Soak the beans in water overnight. Drain and rinse the beans.
Conventional stove-top method: In a 3 quart saucepan, combine the adzuki beans with 8 cups of water and set to boil over high heat. When the water reaches a boil, let it continue for a minute. Reduce the heat to a simmer and cover the pan (take care that it doesn’t boil over – ugh, what a mess). Let the beans simmer for about 90 minutes or until they are soft enough that they are almost falling apart (I simmered mine for 2 hours, but I’m at elevation).
Pressure cooker method: Place the drained soaked beans and 8 cups of water and a dash of unflavored oil (canola, vegetable, etc.) in the pressure cooker. Seal the pressure cooker and set to high pressure setting.
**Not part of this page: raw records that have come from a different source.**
/// Generator integration tests — structural guarantees for any prompt.

use storybook_engine::core::extract::{PromptAnalyzer, DEFAULT_NAME, DEFAULT_SPECIES};
use storybook_engine::core::payload::{SourceError, StoryRequest, StorySource};
use storybook_engine::{generate_story, skeleton_story, Story, StoryGenerator, Style, PAGE_COUNT};

const PROMPTS: [&str; 10] = [
    "",
    "   ",
    "A shy fox named Poppy who learns to share sunshine with the forest",
    "a little purple unicorn with wings who loves magic",
    "A brave bear called Bruno goes on an adventure",
    "a mouse who loves music and dance",
    "teach a rabbit to read",
    "!!!???{{}}",
    "一只小狐狸",
    "The quick brown dog with a red collar helps everyone, very kind and gentle",
];

fn assert_structure(story: &Story) {
    assert_eq!(story.pages.len(), PAGE_COUNT);
    for (i, page) in story.pages.iter().enumerate() {
        assert_eq!(page.page as usize, i + 1);
        assert!(!page.text.is_empty());
        assert!(!page.image_prompt.is_empty());
    }
    assert!(!story.characters.is_empty());
    for character in &story.characters {
        assert!(!character.name.is_empty());
        assert!(!character.description.is_empty());
    }
    assert!(!story.title.is_empty());
}

#[test]
fn every_prompt_yields_a_valid_story() {
    for prompt in PROMPTS {
        for style in Style::ALL {
            let story = generate_story(prompt, style);
            assert_structure(&story);
            assert_eq!(story.validate(), Ok(()), "prompt {prompt:?}");
        }
    }
}

#[test]
fn poppy_prompt_extraction() {
    let story = generate_story(
        "A shy fox named Poppy who learns to share sunshine with the forest",
        Style::Cartoon,
    );
    let poppy = story.protagonist().unwrap();
    assert_eq!(poppy.name, "Poppy");
    assert!(poppy.description.contains("fox"));
    assert!(poppy.description.contains("shy"));
    assert_eq!(story.title, "Poppy's Amazing Adventure");
}

#[test]
fn dance_and_music_select_creativity() {
    for prompt in ["a bear who likes to dance", "a cat who plays music"] {
        let story = generate_story(prompt, Style::Cartoon);
        let all_text: String = story.pages.iter().map(|p| p.text.as_str()).collect();
        assert!(
            all_text.contains("dance teacher"),
            "creativity template not used for {prompt:?}"
        );
    }
}

#[test]
fn unrecognized_prompt_uses_defaults() {
    let analyzer = PromptAnalyzer::new().unwrap();
    let profile = analyzer.analyze("a story about the sea");
    assert_eq!(profile.name, DEFAULT_NAME);
    assert_eq!(profile.species, DEFAULT_SPECIES);

    let story = generate_story("a story about the sea", Style::Flat);
    assert_eq!(story.characters[0].name, DEFAULT_NAME);
    assert!(story.characters[0].description.starts_with(DEFAULT_SPECIES));
}

#[test]
fn output_is_byte_identical_across_calls() {
    for prompt in PROMPTS {
        let a = serde_json::to_string(&generate_story(prompt, Style::Watercolor)).unwrap();
        let b = serde_json::to_string(&generate_story(prompt, Style::Watercolor)).unwrap();
        assert_eq!(a, b);
    }
}

#[test]
fn style_only_changes_image_prompts() {
    let prompt = "a curious cat named Tilly";
    let cartoon = generate_story(prompt, Style::Cartoon);
    let realistic = generate_story(prompt, Style::Realistic);
    assert_eq!(cartoon.title, realistic.title);
    assert_eq!(cartoon.characters, realistic.characters);
    for (a, b) in cartoon.pages.iter().zip(&realistic.pages) {
        assert_eq!(a.text, b.text);
        assert!(a.image_prompt.starts_with("cartoon illustration:"));
        assert!(b.image_prompt.starts_with("realistic illustration:"));
    }
}

#[test]
fn wire_contract_field_names() {
    let json = serde_json::to_value(skeleton_story(Style::Cartoon)).unwrap();
    let object = json.as_object().unwrap();
    let mut keys: Vec<&str> = object.keys().map(String::as_str).collect();
    keys.sort_unstable();
    assert_eq!(keys, vec!["characters", "pages", "title"]);
    assert!(json["characters"][0]["name"].is_string());
    assert!(json["characters"][0]["description"].is_string());
    assert_eq!(json["pages"][0]["page"], 1);
    assert!(json["pages"][0]["text"].is_string());
    assert!(json["pages"][0]["image_prompt"].is_string());
}

struct Canned(&'static str);

impl StorySource for Canned {
    fn name(&self) -> &str {
        "canned"
    }

    fn request(&self, request: &StoryRequest) -> Result<String, SourceError> {
        assert!(request.user_prompt.starts_with("Create a story about: "));
        Ok(self.0.to_string())
    }
}

#[test]
fn malformed_external_payloads_fall_back() {
    let generator = StoryGenerator::builder().build().unwrap();
    let expected = generator.generate("a brave bear", Style::Cartoon);

    let three_pages = r#"{"title": "t", "characters": [{"name": "B", "description": "bear"}],
        "pages": [{"page": 1, "text": "a", "image_prompt": "a"},
                  {"page": 2, "text": "b", "image_prompt": "b"},
                  {"page": 3, "text": "c", "image_prompt": "c"}]}"#;
    let no_characters = r#"{"title": "t", "characters": [], "pages": []}"#;

    for raw in ["", "I cannot help with that.", "```json\n{\"title\": 1}\n```", three_pages, no_characters] {
        let story = generator.generate_with_source("a brave bear", Style::Cartoon, &Canned(raw));
        assert_eq!(story, expected, "payload {raw:?} should have been rejected");
    }
}
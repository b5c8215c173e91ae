/// Narration scripts: the cleaned text a speech engine would read.

use std::path::{Path, PathBuf};
use tracing::debug;

use super::{NarrationRequest, Provider, ProviderError};
use crate::core::narration::clean_for_narration;

/// Writes `page_{n}_narration.txt` into `out_dir`.
#[derive(Debug, Clone)]
pub struct ScriptNarrator {
    pub out_dir: PathBuf,
}

impl ScriptNarrator {
    pub fn new(out_dir: impl AsRef<Path>) -> Self {
        Self {
            out_dir: out_dir.as_ref().to_path_buf(),
        }
    }
}

impl Provider<NarrationRequest, PathBuf> for ScriptNarrator {
    fn name(&self) -> &str {
        "script"
    }

    fn provide(&self, request: &NarrationRequest) -> Result<PathBuf, ProviderError> {
        let script = clean_for_narration(&request.text);
        if script.is_empty() {
            return Err(ProviderError::Rejected(format!(
                "page {} has nothing to narrate",
                request.page
            )));
        }
        std::fs::create_dir_all(&self.out_dir)?;
        let path = self
            .out_dir
            .join(format!("page_{}_narration.txt", request.page));
        std::fs::write(&path, script)?;
        debug!(path = %path.display(), "wrote narration script");
        Ok(path)
    }
}
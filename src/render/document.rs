/// Book assembly: the story and its illustrations as one document.

use std::fmt::Write as _;
use std::path::{Path, PathBuf};
use tracing::debug;

use super::placeholder::escape_xml;
use super::{DocumentRequest, Provider, ProviderError};
use crate::schema::story::Story;

/// Writes `storybook.html`: title page, character cards, then one
/// section per page with its illustration when one was rendered.
#[derive(Debug, Clone)]
pub struct HtmlAssembler {
    pub out_dir: PathBuf,
}

/// Writes `storybook.md`. Plain fallback when HTML cannot be produced.
#[derive(Debug, Clone)]
pub struct MarkdownAssembler {
    pub out_dir: PathBuf,
}

impl HtmlAssembler {
    pub fn new(out_dir: impl AsRef<Path>) -> Self {
        Self {
            out_dir: out_dir.as_ref().to_path_buf(),
        }
    }

    pub fn render(&self, request: &DocumentRequest) -> String {
        let story = &request.story;
        let title = escape_xml(&story.title);
        let mut html = String::new();

        let _ = writeln!(html, "<!DOCTYPE html>");
        let _ = writeln!(html, "<html lang=\"en\">\n<head>\n<meta charset=\"utf-8\">");
        let _ = writeln!(html, "<title>{title}</title>");
        html.push_str(STYLESHEET);
        let _ = writeln!(html, "</head>\n<body>");

        let _ = writeln!(html, "<section class=\"title-page\">");
        let _ = writeln!(html, "<h1>{title}</h1>");
        let _ = writeln!(html, "<p class=\"subtitle\">A Children's Story</p>");
        let _ = writeln!(html, "</section>");

        if !story.characters.is_empty() {
            let _ = writeln!(html, "<section class=\"characters\">\n<h2>Characters</h2>");
            for character in &story.characters {
                let _ = writeln!(
                    html,
                    "<p><strong>{}</strong>: {}</p>",
                    escape_xml(&character.name),
                    escape_xml(&character.description)
                );
            }
            let _ = writeln!(html, "</section>");
        }

        for page in &story.pages {
            let _ = writeln!(html, "<section class=\"page\">");
            let _ = writeln!(html, "<h2>Page {}</h2>", page.page);
            match request.images.get(&page.page) {
                Some(image) => {
                    let _ = writeln!(
                        html,
                        "<img src=\"{}\" alt=\"Illustration for page {}\">",
                        escape_xml(&relative_to(&self.out_dir, image)),
                        page.page
                    );
                }
                None => {
                    let _ = writeln!(
                        html,
                        "<p class=\"missing\">[Image for Page {}]</p>",
                        page.page
                    );
                }
            }
            let _ = writeln!(html, "<p>{}</p>", escape_xml(&page.text));
            let _ = writeln!(html, "</section>");
        }

        let _ = writeln!(html, "</body>\n</html>");
        html
    }
}

const STYLESHEET: &str = "<style>
body { font-family: Georgia, serif; max-width: 48rem; margin: auto; }
.title-page { text-align: center; padding: 6rem 0; }
h1 { color: darkblue; }
.subtitle { color: gray; }
.page { page-break-before: always; text-align: center; }
.page img { max-width: 100%; }
.page p { font-size: 1.3rem; line-height: 1.6; }
</style>
";

impl Provider<DocumentRequest, PathBuf> for HtmlAssembler {
    fn name(&self) -> &str {
        "html"
    }

    fn provide(&self, request: &DocumentRequest) -> Result<PathBuf, ProviderError> {
        write_document(&self.out_dir, "storybook.html", &self.render(request))
    }
}

impl MarkdownAssembler {
    pub fn new(out_dir: impl AsRef<Path>) -> Self {
        Self {
            out_dir: out_dir.as_ref().to_path_buf(),
        }
    }

    pub fn render(&self, request: &DocumentRequest) -> String {
        let story: &Story = &request.story;
        let mut md = String::new();

        let _ = writeln!(md, "# {}\n", story.title);
        if !story.characters.is_empty() {
            let _ = writeln!(md, "## Characters\n");
            for character in &story.characters {
                let _ = writeln!(md, "- **{}**: {}", character.name, character.description);
            }
            md.push('\n');
        }
        for page in &story.pages {
            let _ = writeln!(md, "## Page {}\n", page.page);
            if let Some(image) = request.images.get(&page.page) {
                let _ = writeln!(
                    md,
                    "![Illustration for page {}]({})\n",
                    page.page,
                    relative_to(&self.out_dir, image)
                );
            }
            let _ = writeln!(md, "{}\n", page.text);
        }
        md
    }
}

impl Provider<DocumentRequest, PathBuf> for MarkdownAssembler {
    fn name(&self) -> &str {
        "markdown"
    }

    fn provide(&self, request: &DocumentRequest) -> Result<PathBuf, ProviderError> {
        write_document(&self.out_dir, "storybook.md", &self.render(request))
    }
}

fn write_document(out_dir: &Path, file_name: &str, contents: &str) -> Result<PathBuf, ProviderError> {
    std::fs::create_dir_all(out_dir)?;
    let path = out_dir.join(file_name);
    std::fs::write(&path, contents)?;
    debug!(path = %path.display(), "wrote document");
    Ok(path)
}

/// Image links are relative when the image sits under the document's
/// directory.
fn relative_to(base: &Path, path: &Path) -> String {
    path.strip_prefix(base)
        .unwrap_or(path)
        .to_string_lossy()
        .replace('\\', "/")
}

#[cfg(test)]
mod tests {
    use super::*;
    use crate::core::generator::skeleton_story;
    use crate::schema::style::Style;
    use std::collections::BTreeMap;

    fn request(out_dir: &Path) -> DocumentRequest {
        let mut story = skeleton_story(Style::Cartoon);
        story.title = "Luna & the <Stars>".to_string();
        let mut images = BTreeMap::new();
        images.insert(1, out_dir.join("page_1_cartoon_1024x1024.svg"));
        DocumentRequest { story, images }
    }

    #[test]
    fn html_layout() {
        let dir = Path::new("out");
        let html = HtmlAssembler::new(dir).render(&request(dir));
        assert!(html.contains("<h1>Luna &amp; the &lt;Stars&gt;</h1>"));
        assert!(html.contains("<h2>Characters</h2>"));
        assert!(html.contains("<strong>Luna</strong>: friendly creature"));
        assert!(html.contains("<img src=\"page_1_cartoon_1024x1024.svg\""));
        assert!(html.contains("[Image for Page 2]"));
        assert_eq!(html.matches("<section class=\"page\">").count(), 5);
    }

    #[test]
    fn markdown_layout() {
        let dir = Path::new("out");
        let md = MarkdownAssembler::new(dir).render(&request(dir));
        assert!(md.starts_with("# Luna & the <Stars>\n"));
        assert!(md.contains("- **Luna**: friendly creature"));
        assert!(md.contains("![Illustration for page 1](page_1_cartoon_1024x1024.svg)"));
        assert_eq!(md.matches("## Page ").count(), 5);
    }

    #[test]
    fn provide_writes_files() {
        let dir = tempfile::tempdir().unwrap();
        let req = request(dir.path());

        let html = HtmlAssembler::new(dir.path()).provide(&req).unwrap();
        assert_eq!(html.file_name().unwrap(), "storybook.html");
        assert!(html.exists());

        let md = MarkdownAssembler::new(dir.path()).provide(&req).unwrap();
        assert!(std::fs::read_to_string(md).unwrap().contains("## Page 5"));
    }

    #[test]
    fn relative_paths() {
        let base = Path::new("/tmp/book");
        assert_eq!(relative_to(base, Path::new("/tmp/book/a.svg")), "a.svg");
        assert_eq!(relative_to(base, Path::new("/elsewhere/b.svg")), "/elsewhere/b.svg");
    }
}
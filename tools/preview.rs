/// Preview — interactive shell for trying prompts against the theme templates.
///
/// Usage: preview [--themes <path>] [--seed <n>] [--style <style>]
///
/// Commands:
///   story <prompt>     — generate and print a full story
///   analyze <prompt>   — show extracted name, species, description, theme
///   style <style>      — set the illustration style
///   seed <n>           — set RNG seed
///   check              — consistency report for the last story
///   json               — print the last story as JSON
///   help               — list commands
///   quit               — exit
///
/// Any other input is treated as a prompt for `story`.

use std::io::{self, BufRead, Write};
use std::path::PathBuf;

use storybook_engine::core::consistency::{check_consistency, enhance_story, CharacterRegistry};
use storybook_engine::{Story, StoryGenerator, Style};
use tracing_subscriber::EnvFilter;

fn main() {
    tracing_subscriber::fmt()
        .with_env_filter(EnvFilter::from_default_env())
        .with_writer(std::io::stderr)
        .init();

    let args: Vec<String> = std::env::args().collect();

    if args.iter().any(|a| a == "--help" || a == "-h") {
        print_usage();
        return;
    }

    let mut themes_path = None;
    let mut seed: u64 = 0;
    let mut style = Style::default();

    let mut i = 1;
    while i < args.len() {
        match args[i].as_str() {
            "--themes" if i + 1 < args.len() => {
                i += 1;
                themes_path = Some(PathBuf::from(&args[i]));
            }
            "--seed" if i + 1 < args.len() => {
                i += 1;
                seed = args[i].parse().unwrap_or(0);
            }
            "--style" if i + 1 < args.len() => {
                i += 1;
                style = Style::parse_or_default(&args[i]);
            }
            _ => {
                eprintln!("Unknown argument: {}", args[i]);
                print_usage();
                std::process::exit(1);
            }
        }
        i += 1;
    }

    let mut generator = match build_generator(themes_path.as_ref(), seed) {
        Some(g) => g,
        None => std::process::exit(1),
    };

    println!("Loaded {} themes", generator.themes().themes.len());
    println!("Seed: {seed}  Style: {style}");
    println!("Type 'help' for commands.\n");

    let mut last_story: Option<Story> = None;

    let stdin = io::stdin();
    let mut stdout = io::stdout();

    loop {
        print!("preview> ");
        stdout.flush().ok();

        let mut line = String::new();
        if stdin.lock().read_line(&mut line).is_err() || line.is_empty() {
            break;
        }
        let line = line.trim();
        if line.is_empty() {
            continue;
        }

        let (cmd, rest) = match line.split_once(char::is_whitespace) {
            Some((cmd, rest)) => (cmd.to_lowercase(), rest.trim()),
            None => (line.to_lowercase(), ""),
        };

        match cmd.as_str() {
            "quit" | "exit" | "q" => {
                println!("Goodbye.");
                break;
            }
            "help" | "h" | "?" => print_help(),
            "analyze" => {
                if rest.is_empty() {
                    println!("Usage: analyze <prompt>");
                    continue;
                }
                let profile = generator.analyze(rest);
                println!("  name:        {}", profile.name);
                println!("  species:     {}", profile.species);
                println!("  description: {}", profile.description);
                println!("  theme:       {} ({})", profile.theme.name(), profile.theme.label());
            }
            "style" => match Style::parse(rest) {
                Some(s) => {
                    style = s;
                    println!("Style set to {style}");
                }
                None => {
                    let labels: Vec<&str> = Style::ALL.iter().map(|s| s.label()).collect();
                    println!("Unknown style. Choose one of: {}", labels.join(", "));
                }
            },
            "seed" => match rest.parse::<u64>() {
                Ok(n) => {
                    if let Some(g) = build_generator(themes_path.as_ref(), n) {
                        generator = g;
                        seed = n;
                        println!("Seed set to {seed}");
                    }
                }
                Err(_) => println!("Usage: seed <n>"),
            },
            "check" => match &last_story {
                Some(story) => {
                    let issues = check_consistency(story);
                    if issues.is_empty() {
                        println!("No consistency issues.");
                    }
                    for issue in issues {
                        println!("  - {issue}");
                    }
                }
                None => println!("No story yet."),
            },
            "json" => match &last_story {
                Some(story) => match serde_json::to_string_pretty(story) {
                    Ok(json) => println!("{json}"),
                    Err(e) => println!("Serialization error: {e}"),
                },
                None => println!("No story yet."),
            },
            "story" if rest.is_empty() => println!("Usage: story <prompt>"),
            _ => {
                let prompt = if cmd == "story" { rest } else { line };
                let story = generator.generate(prompt, style);
                let story = enhance_story(story, style, &mut CharacterRegistry::new());
                print_story(&story);
                last_story = Some(story);
            }
        }
    }
}

fn build_generator(themes_path: Option<&PathBuf>, seed: u64) -> Option<StoryGenerator> {
    let mut builder = StoryGenerator::builder().seed(seed);
    if let Some(path) = themes_path {
        builder = builder.themes_file(path);
    }
    match builder.build() {
        Ok(g) => Some(g),
        Err(e) => {
            eprintln!("Failed to build generator: {e}");
            None
        }
    }
}

fn print_story(story: &Story) {
    println!("\n=== {} ===", story.title);
    for character in &story.characters {
        println!("  {} — {}", character.name, character.description);
    }
    for page in &story.pages {
        println!("\n--- Page {} ---", page.page);
        println!("{}", page.text);
        println!("  [image] {}", page.image_prompt);
    }
    println!();
}

fn print_usage() {
    println!("Usage: preview [--themes <path>] [--seed <n>] [--style <style>]");
}

fn print_help() {
    println!("Commands:");
    println!("  story <prompt>     — generate and print a full story");
    println!("  analyze <prompt>   — show extracted name, species, description, theme");
    println!("  style <style>      — set the illustration style");
    println!("  seed <n>           — set RNG seed");
    println!("  check              — consistency report for the last story");
    println!("  json               — print the last story as JSON");
    println!("  help               — list commands");
    println!("  quit               — exit");
    println!("Anything else is used as a story prompt.");
}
Heat over medium high heat. When pressure is reached, cook for 5 minutes at pressure. Turn off the heat and leave the pressure cooker to release naturally (just let it decompress on its own).
Both methods: While the beans are simmering or the pressure cooker is cooling, in a separate saucepan, boil 3 cups of water. When the water comes to a boil, add the tapioca pearls and reduce to an active simmer. The tapioca pearls will eventually turn translucent. When they are half cooked, they will look like reverse tadpole eggs. When they are nearly done, the whole pot will look like a little galaxy of stars. Add more water if it boils down too quickly. When the white centers are almost gone (this took me about 25 minutes), you can remove the pan from the heat. When the adzuki beans are done (or pressure cooker naturally released), remove from heat (or open the pressure cooker) and stir in the sugar. You can either leave the beans as they are, blender all of the soup, or only blender half of the soup/beans. Totally up to you. Stir the tapioca pearls and liquid into the soup. Serve hot, warm, or chilled. Serves 8.